The second floor had four
bedrooms and one bathroom. The front room was a children's room that
looked out onto the street where you could see traffic and buses going
by. There was a wooden window seat that lifted up for storage. In the
back was another children's room which Mom and Dad painted the walls
black so the kids could write on the walls with chalk. The other front
bedroom had a fireplace as it was above the drawing room. The back
bedroom on that side had fancy cabinets and closets. The bathroom had a
big tub with a shower. The porcelain sink was from the 1930's or 1940's
and had a column as the base.
There was a very narrow
stairway with only one lightbulb from the second to third floor. It was
kind of creepy to go up the stairs but once you were in the attic it was
bright with lights and windows in the front and back. The attic had
sloping ceilings and was one big room. There was storage up there but
still plenty of room to ride a tricycle around on rainy days.
The basement had a coal
furnace with pipes running along the ceiling that you had to duck under
at times. There was a coal room and the floor was uneven. There was
also a back door that led outside from the basement.
"Dad often changed the
houses we lived in. Our family joked how we always lived in sawdust." (Larry
Vardiman, Glimpses of My Childhood, tape #1B) Phil didn't like
eating in the dining room so he cut a hole in the wall between the
kitchen and dining room about a foot high and made a table/bar
situation. Half the family would sit in the kitchen and the other half
in the dining room to eat but couldn't quit see each other. Dad did a
similar thing in another house in Pacific, Missouri with a pull down
table on a pulley arrangement.
Phil did the carpenter
type changes in the house and Louise did more of the painting and
papering on the inside. She wanted the house to look sophisticated and
wanted a patriotic theme in the front hallway. She had Larry, who was
in his upper grade school years, fifth-seventh grade, paint the ceiling
light blue and use a roller with a star pattern to roll on top. Then
they painted the walls burgundy or dark red with blue stripes running
vertically up the walls. We "ended up with a front hall that was very
unique with a patriotic theme with stars and stripes and red, white and
blue." (Larry Vardiman, Memories of My Childhood, tape #2A)
While in St. Louis, Phil
worked for Ralston Purina Company. He worked downtown at the veterinary
center before going to the Ralston Purina farm full time. He did
research projects with cattle. He got an idea from a Swedish man to
operate on a cow and cut a hole in the side of the cow and into the
stomach and install a pipe with a plug in it. He could insert feed into
the stomach and see how long it would take to digest food.
"I remember occasionally
helping dad when I was out on the farm when he would remove the plug
from that cow. Unfortunately the cow had built up a bit of steam from
the digestion and when he would remove the plug it would squirt all
kinds of nasty fluid out of the cow as well as all the gases and stinch
that came with it. Anyway that was quite an experience." (Larry
Vardiman, Glimpses of My Childhood tape #1B)

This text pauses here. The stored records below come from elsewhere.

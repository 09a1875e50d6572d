mod settings;

pub use settings::{Settings, SettingsError};
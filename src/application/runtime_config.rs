use std::path::PathBuf;

use listree::EmptyListingPolicy;

use crate::cli::{Cli, ListingArg};

/// Everything a run needs, after command-line parsing.
#[derive(Debug, Clone)]
pub struct RuntimeConfig {
    pub listings: Vec<ListingArg>,
    pub root: Option<String>,
    /// Source and target paths of a drag-and-drop to perform.
    pub drag_and_drop: Option<(String, String)>,
    pub empty_listing: Option<EmptyListingPolicy>,
    pub config_dir: PathBuf,
    pub color: bool,
}

impl From<Cli> for RuntimeConfig {
    fn from(cli: Cli) -> Self {
        Self {
            listings: cli.listings,
            root: cli.root,
            drag_and_drop: cli.drag.zip(cli.drop_on),
            empty_listing: cli.empty_listing,
            config_dir: cli.config_dir,
            color: supports_color::on(supports_color::Stream::Stdout).is_some(),
        }
    }
}
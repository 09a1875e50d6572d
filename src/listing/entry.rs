use derive_more::Display;

use crate::listing::Column;

/// One structured row decoded from a listing line.
///
/// All fields are raw text exactly as they appeared in the listing.
#[derive(Debug, Clone, Default, PartialEq, Eq, Display)]
#[display("{permissions} {owner_group} {size} {modified} {name}")]
pub struct Entry {
    pub name: String,
    pub size: String,
    pub modified: String,
    pub permissions: String,
    pub owner_group: String,
}

impl Entry {
    pub fn new(
        name: impl Into<String>,
        size: impl Into<String>,
        modified: impl Into<String>,
        permissions: impl Into<String>,
        owner_group: impl Into<String>,
    ) -> Self {
        Self {
            name: name.into(),
            size: size.into(),
            modified: modified.into(),
            permissions: permissions.into(),
            owner_group: owner_group.into(),
        }
    }

    /// A row with only a name, as used for the root of a tree.
    pub fn named(name: impl Into<String>) -> Self {
        Self {
            name: name.into(),
            ..Self::default()
        }
    }

    /// The all-empty row that marks a directory as "not loaded yet".
    pub fn placeholder() -> Self {
        Self::default()
    }

    pub fn column(&self, column: Column) -> &str {
        match column {
            Column::Name => &self.name,
            Column::Size => &self.size,
            Column::Modified => &self.modified,
            Column::Permissions => &self.permissions,
            Column::OwnerGroup => &self.owner_group,
        }
    }
}

#[cfg(test)]
mod tests {
    use super::*;

    #[test]
    fn placeholder_has_every_column_empty() {
        let placeholder = Entry::placeholder();
        for column in Column::ALL {
            assert!(placeholder.column(column).is_empty(), "{column} not empty");
        }
    }

    #[test]
    fn column_returns_matching_field() {
        let entry = Entry::new("a.txt", "17", "Jan 2 09:30", "-rw-r--r--", "alice staff");
        assert_eq!(entry.column(Column::Name), "a.txt");
        assert_eq!(entry.column(Column::Size), "17");
        assert_eq!(entry.column(Column::Modified), "Jan 2 09:30");
        assert_eq!(entry.column(Column::Permissions), "-rw-r--r--");
        assert_eq!(entry.column(Column::OwnerGroup), "alice staff");
    }

    #[test]
    fn displays_in_listing_order() {
        let entry = Entry::new("a.txt", "17", "Jan 2 09:30", "-rw-r--r--", "alice staff");
        assert_eq!(
            entry.to_string(),
            "-rw-r--r-- alice staff 17 Jan 2 09:30 a.txt"
        );
    }
}
use std::fmt;

use colored::Colorize;
use listree::{Column, FileTree, LoadState, Node, NodeKind};

const INDENT: &str = "  ";
const COLUMN_GAP: &str = "  ";
const PLACEHOLDER_LABEL: &str = "...";
const EMPTY_LABEL: &str = "(empty)";

/// Plain-text view of a [`FileTree`]: a header line, then one indented line
/// per node in display order.
pub struct TreeRenderer<'a> {
    tree: &'a FileTree,
    color: bool,
}

impl<'a> TreeRenderer<'a> {
    pub fn new(tree: &'a FileTree, color: bool) -> Self {
        Self { tree, color }
    }

    fn rows(&self) -> Vec<(NodeKind, [String; 5])> {
        self.tree
            .walk(self.tree.root())
            .into_iter()
            .filter_map(|(depth, id)| {
                self.tree
                    .get(id)
                    .map(|node| (node.kind(), self.row(depth, node)))
            })
            .collect()
    }

    fn row(&self, depth: usize, node: &Node) -> [String; 5] {
        let label = match (node.kind(), node.load_state()) {
            (NodeKind::Placeholder, _) => PLACEHOLDER_LABEL.to_string(),
            (NodeKind::Directory, LoadState::ConfirmedEmpty) => {
                format!("{} {}", node.name(), EMPTY_LABEL)
            }
            _ => node.name().to_string(),
        };
        Column::ALL.map(|column| match column {
            Column::Name => format!("{}{}", INDENT.repeat(depth), label),
            other => node.column(other).to_string(),
        })
    }

    fn paint(&self, text: &str, kind: NodeKind) -> String {
        if !self.color {
            return text.to_string();
        }
        match kind {
            NodeKind::Directory => text.blue().bold().to_string(),
            NodeKind::File => text.to_string(),
            NodeKind::Placeholder => text.dimmed().to_string(),
        }
    }
}

impl fmt::Display for TreeRenderer<'_> {
    fn fmt(&self, f: &mut fmt::Formatter<'_>) -> fmt::Result {
        let header = self.tree.header();
        let rows = self.rows();

        let mut widths = Column::ALL.map(|column| header.label(column).chars().count());
        for (_, row) in &rows {
            for (width, cell) in widths.iter_mut().zip(row) {
                *width = (*width).max(cell.chars().count());
            }
        }

        let header_line = header
            .labels()
            .zip(widths)
            .map(|((_, label), width)| format!("{label:<width$}"))
            .collect::<Vec<_>>()
            .join(COLUMN_GAP);
        let header_line = header_line.trim_end();
        if self.color {
            writeln!(f, "{}", header_line.underline())?;
        } else {
            writeln!(f, "{header_line}")?;
        }

        for (kind, row) in &rows {
            let mut cells = row
                .iter()
                .zip(widths)
                .map(|(cell, width)| format!("{cell:<width$}"))
                .collect::<Vec<_>>();
            cells[Column::Name.index()] = self.paint(&cells[Column::Name.index()], *kind);
            writeln!(f, "{}", cells.join(COLUMN_GAP).trim_end())?;
        }
        Ok(())
    }
}

#[cfg(test)]
mod tests {
    use listree::{EmptyListingPolicy, Header, parse};

    use super::*;

    const LISTING: &str = "drwxr-xr-x 2 alice staff 4096 Jan 1 12:00 docs\r\n\
                           -rw-r--r-- 1 alice staff 17 Jan 2 09:30 notes.txt\r\n";

    #[test]
    fn renders_header_and_indented_rows() {
        let mut tree = FileTree::new("/home/alice");
        let root = tree.root();
        tree.populate(root, parse(LISTING));

        let rendered = TreeRenderer::new(&tree, false).to_string();
        let lines = rendered.lines().collect::<Vec<_>>();

        assert_eq!(lines.len(), 5);
        assert!(lines[0].starts_with("Name"));
        assert!(lines[0].ends_with("Owner/Group"));
        assert!(lines[1].starts_with("/home/alice"));
        assert!(lines[2].starts_with("  docs "));
        assert!(lines[2].contains("drwxr-xr-x"));
        assert!(lines[3].starts_with("    ..."));
        assert!(lines[4].starts_with("  notes.txt"));
        assert!(lines[4].ends_with("alice staff"));
    }

    #[test]
    fn columns_are_aligned() {
        let mut tree = FileTree::new("/");
        let root = tree.root();
        tree.populate(root, parse(LISTING));

        let rendered = TreeRenderer::new(&tree, false).to_string();
        let columns = rendered
            .lines()
            .filter(|line| line.contains("alice staff"))
            .map(|line| line.find("alice staff").unwrap())
            .collect::<Vec<_>>();

        assert_eq!(columns.len(), 2);
        assert_eq!(columns[0], columns[1]);
    }

    #[test]
    fn header_line_lists_labels_in_column_order() {
        let tree = FileTree::new("/");

        let rendered = TreeRenderer::new(&tree, false).to_string();
        let header_line = rendered.lines().next().unwrap();
        let positions = tree
            .header()
            .labels()
            .map(|(_, label)| header_line.find(label).unwrap())
            .collect::<Vec<_>>();

        assert!(positions.windows(2).all(|pair| pair[0] < pair[1]));
    }

    #[test]
    fn uses_configured_header_labels() {
        let tree = FileTree::new("/")
            .with_header(Header::default().with_label(Column::Name, "Filename"));

        let rendered = TreeRenderer::new(&tree, false).to_string();

        assert!(rendered.starts_with("Filename"));
    }

    #[test]
    fn marks_confirmed_empty_directories() {
        let mut tree =
            FileTree::new("/srv").with_empty_listing_policy(EmptyListingPolicy::ConfirmedEmpty);
        let root = tree.root();
        tree.populate(root, Vec::new());

        let rendered = TreeRenderer::new(&tree, false).to_string();

        assert!(rendered.lines().nth(1).unwrap().starts_with("/srv (empty)"));
    }
}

Phil also drove out to the
Ralston Purina farm for buckets of raw, non-pasteurized milk on
Saturdays. He would take three gallon buckets and put wax paper with a
lid on top. Some milk still spilled so the car always had a spoiled
milk smell.
Columbia Illinois,
(1956 - 1959)
They got tired of living
in the city and decided to move out to a rustic farm in Columbia,
Illinois in 1956 where Phil did a lot of fixing up of the place. The farm was on 102 acres of land. Fifty of the acres
was full of trees and sinkholes and had a creek running through it. It
wasn't possible to farm that area but it was great for rabbit hunting.
The other 50 acres were tillable and Phil and Larry put in hay and
corn. Since Phil was still working full time at Ralston Purina Larry
did most of the farming. He learned a lot about repairing farm tractors
and equipment. "It was a real neat experience. Probably one of the
formative experiences of my life to be able to work on a farm like that
and to learn how to do things that you just wouldn't get if you were a
city kid." (Larry Vardiman, Glimpses of My Childhood tape #1B)

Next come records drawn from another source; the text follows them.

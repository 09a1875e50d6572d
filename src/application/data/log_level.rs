use clap::ValueEnum;
use tracing::Level;

/// Verbosity of the diagnostics written to stderr.
#[derive(Debug, Clone, Copy, PartialEq, Eq, ValueEnum, Default)]
pub enum LogLevel {
    Trace,
    Debug,
    Info,
    #[default]
    Warn,
    Error,
    /// Install no subscriber at all.
    Silent,
}

impl LogLevel {
    pub fn to_tracing_level(self) -> Option<Level> {
        match self {
            LogLevel::Trace => Some(Level::TRACE),
            LogLevel::Debug => Some(Level::DEBUG),
            LogLevel::Info => Some(Level::INFO),
            LogLevel::Warn => Some(Level::WARN),
            LogLevel::Error => Some(Level::ERROR),
            LogLevel::Silent => None,
        }
    }
}
mod cli;
mod listing_arg;

pub use cli::Cli;
pub use listing_arg::ListingArg;
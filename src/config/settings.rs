use std::{
    io::ErrorKind,
    path::{Path, PathBuf},
    string::FromUtf8Error,
};

use compio::fs;
use hashlink::LinkedHashMap;
use crate::application::AsyncTryFrom;
use listree::{Column, EmptyListingPolicy, Header};
use saphyr::{LoadableYamlNode, Yaml};
use snafu::prelude::*;
use tracing::{debug, info};

const SETTINGS_FILE_NAME: &str = "listree.yaml";

fn get_settings_file_path(dir: &Path) -> PathBuf {
    dir.join(SETTINGS_FILE_NAME)
}

/// Optional defaults read from `listree.yaml`.
#[derive(Debug, Clone, Default, PartialEq, Eq)]
pub struct Settings {
    pub root: Option<String>,
    pub empty_listing: EmptyListingPolicy,
    pub header: Header,
}

impl Settings {
    /// Reads the settings file in `dir`, falling back to defaults when there
    /// is none.
    pub async fn read(dir: &Path) -> Result<Self, SettingsError> {
        Self::async_try_from(get_settings_file_path(dir).as_path()).await
    }

    fn apply_top_level(&mut self, top_level: &LinkedHashMap<Yaml, Yaml>) -> Result<(), SettingsError> {
        for (key, value) in top_level {
            match key.as_str() {
                Some("root") => {
                    self.root = Some(expect_str("root", value)?.to_string());
                }
                Some("empty_listing") => {
                    let policy = expect_str("empty_listing", value)?;
                    self.empty_listing =
                        EmptyListingPolicy::from_key(policy).context(InvalidValueSnafu {
                            key: "empty_listing",
                            value: policy,
                        })?;
                }
                Some("headers") => {
                    let headers = value.as_mapping().context(InvalidValueSnafu {
                        key: "headers",
                        value: format!("{value:?}"),
                    })?;
                    self.apply_headers(headers)?;
                }
                _ => debug!("Skipping unknown settings key: {:?}", key),
            }
        }
        Ok(())
    }

    fn apply_headers(&mut self, headers: &LinkedHashMap<Yaml, Yaml>) -> Result<(), SettingsError> {
        for (key, value) in headers {
            let Some(column) = key.as_str().and_then(Column::from_key) else {
                debug!("Skipping unknown header column: {:?}", key);
                continue;
            };
            let label = expect_str(&format!("headers.{column}"), value)?;
            self.header.set_label(column, label);
        }
        Ok(())
    }
}

fn expect_str<'a>(key: &str, value: &'a Yaml) -> Result<&'a str, SettingsError> {
    value.as_str().context(InvalidValueSnafu {
        key,
        value: format!("{value:?}"),
    })
}

impl AsyncTryFrom<&Path> for Settings {
    type Error = SettingsError;

    async fn async_try_from(path: &Path) -> Result<Self, Self::Error> {
        debug!("Opening settings file: {}", path.display());
        let bytes = match fs::read(path).await {
            Ok(bytes) => bytes,
            Err(e) if e.kind() == ErrorKind::NotFound => {
                info!("No settings file at {}, using defaults", path.display());
                return Ok(Self::default());
            }
            Err(e) => {
                return Err(e).context(ReadSnafu {
                    file_path: path.display().to_string(),
                });
            }
        };
        debug!("Successfully read settings file: {} bytes", bytes.len());

        let contents = String::from_utf8(bytes).context(EncodingSnafu {
            file_path: path.display().to_string(),
        })?;
        contents.as_str().try_into()
    }
}

impl TryFrom<&str> for Settings {
    type Error = SettingsError;

    fn try_from(contents: &str) -> Result<Self, Self::Error> {
        let documents = Yaml::load_from_str(contents).context(ParseSnafu)?;
        let mut settings = Settings::default();

        let Some(document) = documents.first() else {
            return Ok(settings);
        };
        let top_level = document
            .as_mapping()
            .ok_or(SettingsError::TopLevelNotMap)?;
        settings.apply_top_level(top_level)?;

        Ok(settings)
    }
}

#[derive(Debug, Snafu)]
pub enum SettingsError {
    #[snafu(display("Failed to read the settings file: {}", file_path))]
    ReadError {
        file_path: String,
        source: std::io::Error,
    },
    #[snafu(display("Settings file {} is not valid UTF-8", file_path))]
    EncodingError {
        file_path: String,
        source: FromUtf8Error,
    },
    #[snafu(display("Failed to parse the settings file"))]
    ParseError { source: saphyr::ScanError },
    #[snafu(display("Top level of the settings file should be a map"))]
    TopLevelNotMap,
    #[snafu(display("Invalid value for '{}': {}", key, value))]
    InvalidValue { key: String, value: String },
}
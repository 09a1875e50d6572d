use crate::listing::Column;

const DEFAULT_LABELS: [&str; 5] = ["Name", "Size", "Last Modified", "Permissions", "Owner/Group"];

/// Column labels shown above the tree. Display metadata only.
#[derive(Debug, Clone, PartialEq, Eq)]
pub struct Header {
    labels: [String; 5],
}

impl Default for Header {
    fn default() -> Self {
        Self {
            labels: DEFAULT_LABELS.map(str::to_string),
        }
    }
}

impl Header {
    pub fn label(&self, column: Column) -> &str {
        &self.labels[column.index()]
    }

    pub fn set_label(&mut self, column: Column, label: impl Into<String>) {
        self.labels[column.index()] = label.into();
    }

    pub fn with_label(mut self, column: Column, label: impl Into<String>) -> Self {
        self.set_label(column, label);
        self
    }

    /// Labels in display order.
    pub fn labels(&self) -> impl Iterator<Item = (Column, &str)> {
        Column::ALL
            .into_iter()
            .map(|column| (column, self.label(column)))
    }
}
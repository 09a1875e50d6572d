mod log_level;

pub use log_level::LogLevel;
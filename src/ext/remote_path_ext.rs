/// Separator used by remote paths, independent of the local platform.
pub const REMOTE_SEPARATOR: char = '/';

/// String helpers for remote (always `/`-separated) paths.
pub trait RemotePathExt {
    /// Prefixes `rest` with `self`, inserting a separator unless `self`
    /// already ends with one.
    fn join_remote(&self, rest: &str) -> String;

    /// The non-empty `/`-separated segments of the path.
    fn remote_segments(&self) -> impl Iterator<Item = &str>;
}

impl RemotePathExt for str {
    fn join_remote(&self, rest: &str) -> String {
        if self.ends_with(REMOTE_SEPARATOR) {
            format!("{self}{rest}")
        } else {
            format!("{self}{REMOTE_SEPARATOR}{rest}")
        }
    }

    fn remote_segments(&self) -> impl Iterator<Item = &str> {
        self.split(REMOTE_SEPARATOR)
            .filter(|segment| !segment.is_empty())
    }
}

#[cfg(test)]
mod tests {
    use super::*;
    use rstest::*;

    #[rstest]
    #[case("/", "home", "/home")]
    #[case("/data", "x", "/data/x")]
    #[case("/data/", "x", "/data/x")]
    #[case("", "x", "/x")]
    #[case("ftp:", "pub", "ftp:/pub")]
    fn join_remote_inserts_at_most_one_separator(
        #[case] prefix: &str,
        #[case] rest: &str,
        #[case] expected: &str,
    ) {
        assert_eq!(prefix.join_remote(rest), expected);
    }

    #[rstest]
    #[case("", &[])]
    #[case("/", &[])]
    #[case("a/b", &["a", "b"])]
    #[case("//a///b/", &["a", "b"])]
    #[case("/A/a", &["A", "a"])]
    fn remote_segments_drop_empty_parts(#[case] path: &str, #[case] expected: &[&str]) {
        assert_eq!(path.remote_segments().collect::<Vec<_>>(), expected);
    }
}
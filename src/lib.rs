//! Lazily loaded, drag-and-drop enabled trees of remote directory listings.
//!
//! The crate turns raw `ls -l` style listings into [`Entry`] rows, keeps them
//! in a [`FileTree`] that only grows when directories get populated, maps
//! nodes to and from absolute paths, and turns a drag of a file onto a
//! directory into a [`TransferIntent`]. It performs no I/O of its own.

pub mod ext;
pub mod listing;
pub mod tree;

pub use listing::{Column, Entry, parse};
pub use tree::{
    DragPayload, EmptyListingPolicy, FileTree, Header, LoadState, Node, NodeId, NodeKind,
    TransferIntent,
};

The land and two story barn were
o.k. but the house was in pretty bad shape. It was a 150 year old log
cabin that someone had put electric wiring in it that ran along the
ceiling and down to the switch box. The prior owners had used the
kitchen as a barn for their sheep or goats. The "first thing we had to
do was shovel out three inches of goat manure out of the kitchen. It
stunk to high heaven. After we shoveled it out, washed it down and
disinfected it then we painted it the color mom selected, pea green. It
looked pretty sad but it was a gigantic kitchen with a big farm table in
it." (Larry Vardiman, Glimpses of My Childhood, tape #1B) There
were only two bedrooms in the house. Their parents used one bedroom and
all six children shared the other large room. It actually had six beds
in it!
There was no running water or
septic system. To go to the bathroom required a walk about a block long
down to the outhouse behind the barn. Phil put in a pressure pump
system for running water and a heater for hot water. Then he built a
septic system from bricks. Larry remembers helping dig the hole in the
ground and standing at the bottom laying bricks for the septic tank.
"It was kind of a strange way to live but that's the way my dad and mom
did it and it worked. They got it built into a nice home." (Larry
Vardiman, Glimpses of My Childhood, tape #1B)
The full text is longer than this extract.